** Opening Material for this exercise block **
//! Putting a library snapshot back in place.

use std::path::{Path, PathBuf};

use tracing::{info, warn};

use super::error::{LibraryError, Result};
use super::model::LibraryModel;
use super::snapshot::{FsSnapshotStore, SnapshotStore};
use crate::config::AppConfig;
use crate::history::LibraryUndoListener;

/// Tells where the live library directory is.
pub trait LibraryDirResolver {
    fn library_dir(&self) -> Result<PathBuf>;
}

impl LibraryDirResolver for Path {
    fn library_dir(&self) -> Result<PathBuf> {
        if self.as_os_str().is_empty() {
            return Err(LibraryError::LibraryDirUnset);
        }
        Ok(self.to_path_buf())
    }
}

impl LibraryDirResolver for PathBuf {
    fn library_dir(&self) -> Result<PathBuf> {
        self.as_path().library_dir()
    }
}

impl LibraryDirResolver for AppConfig {
    /// The configured directory, or the default one when none is set.
    fn library_dir(&self) -> Result<PathBuf> {
        match &self.data.library_dir {
            Some(dir) => dir.library_dir(),
            None => Ok(crate::paths::default_library_dir()),
        }
    }
}

/// Whatever else has to re-read the library files once they change on disk.
pub trait LibraryReload {
    fn load_libraries(&mut self, library_dir: &Path);
}

/// Restores library snapshots over the live library directory.
///
/// The copy only overwrites: files that exist in the live directory but
/// not in the snapshot are left where they are. A failed copy is not rolled
/// back, so the directory may end up holding a mix of both states.
pub struct LibraryUndoExecutor<S: SnapshotStore = FsSnapshotStore> {
    store: S,
    reload: Option<Box<dyn LibraryReload + Send + Sync>>,
}

impl Default for LibraryUndoExecutor {
    fn default() -> Self {
        Self::new(FsSnapshotStore)
    }
}

impl<S: SnapshotStore> LibraryUndoExecutor<S> {
    pub fn new(store: S) -> Self {
        Self {
            store,
            reload: None,
        }
    }

    /// Also run `reload` after each successful restore.
    pub fn with_reload(mut self, reload: Box<dyn LibraryReload + Send + Sync>) -> Self {
        self.reload = Some(reload);
        self
    }

    pub fn store(&self) -> &S {
        &self.store
    }

    /// Copy `snapshot` over the live library directory, then reload the
    /// libraries and rebuild `model`.
    pub fn try_undo_library(
        &mut self,
        snapshot: &Path,
        resolver: &dyn LibraryDirResolver,
        model: &mut LibraryModel,
    ) -> Result<()> {
        let library_dir = resolver.library_dir()?;

        self.store
            .copy_directory(snapshot, &library_dir)
            .map_err(|source| LibraryError::SnapshotRestoreFailed {
                snapshot: snapshot.to_path_buf(),
                source,
            })?;

        if let Some(reload) = self.reload.as_mut() {
            reload.load_libraries(&library_dir);
        }

        if model.library_dir() == library_dir.as_path() {
            model.force_update();
        } else {
            model.set_library_dir(library_dir);
        }

        info!("Restored libraries from {:?}", snapshot);
        Ok(())
    }

    /// Same as [`try_undo_library`](Self::try_undo_library), logging the
    /// failure instead of returning it. Returns whether the restore happened.
    pub fn undo_library(
        &mut self,
        snapshot: &Path,
        resolver: &dyn LibraryDirResolver,
        model: &mut LibraryModel,
    ) -> bool {
        match self.try_undo_library(snapshot, resolver, model) {
            Ok(()) => true,
            Err(e) => {
                warn!("Cannot restore library directory contents: {}", e);
                false
            }
        }
    }

    /// Bind the executor to a model so it can serve as the library undo
    /// listener of an undo session.
    pub fn restorer<'a>(
        &'a mut self,
        resolver: &'a dyn LibraryDirResolver,
        model: &'a mut LibraryModel,
    ) -> LibraryRestorer<'a, S> {
        LibraryRestorer {
            executor: self,
            resolver,
            model,
            restored: 0,
        }
    }
}

/// [`LibraryUndoListener`] backed by a [`LibraryUndoExecutor`].
pub struct LibraryRestorer<'a, S: SnapshotStore = FsSnapshotStore> {
    executor: &'a mut LibraryUndoExecutor<S>,
    resolver: &'a dyn LibraryDirResolver,
    model: &'a mut LibraryModel,
    restored: usize,
}

impl<S: SnapshotStore> LibraryRestorer<'_, S> {
    /// Number of snapshots successfully restored through this restorer
    pub fn restored(&self) -> usize {
        self.restored
    }
}

impl<S: SnapshotStore> LibraryUndoListener for LibraryRestorer<'_, S> {
    fn undo_library(&mut self, snapshot: &Path) {
        if self
            .executor
            .undo_library(snapshot, self.resolver, self.model)
        {
            self.restored += 1;
        }
    }
}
** Closing Material for this exercise block **
Only the lines from the start of the listing through the line with "use crate::config::AppConfig;" should be repeated, each exactly as it stands.

◆ Answer section:
//! Putting a library snapshot back in place.

use std::path::{Path, PathBuf};

use tracing::{info, warn};

use super::error::{LibraryError, Result};
use super::model::LibraryModel;
use super::snapshot::{FsSnapshotStore, SnapshotStore};
use crate::config::AppConfig;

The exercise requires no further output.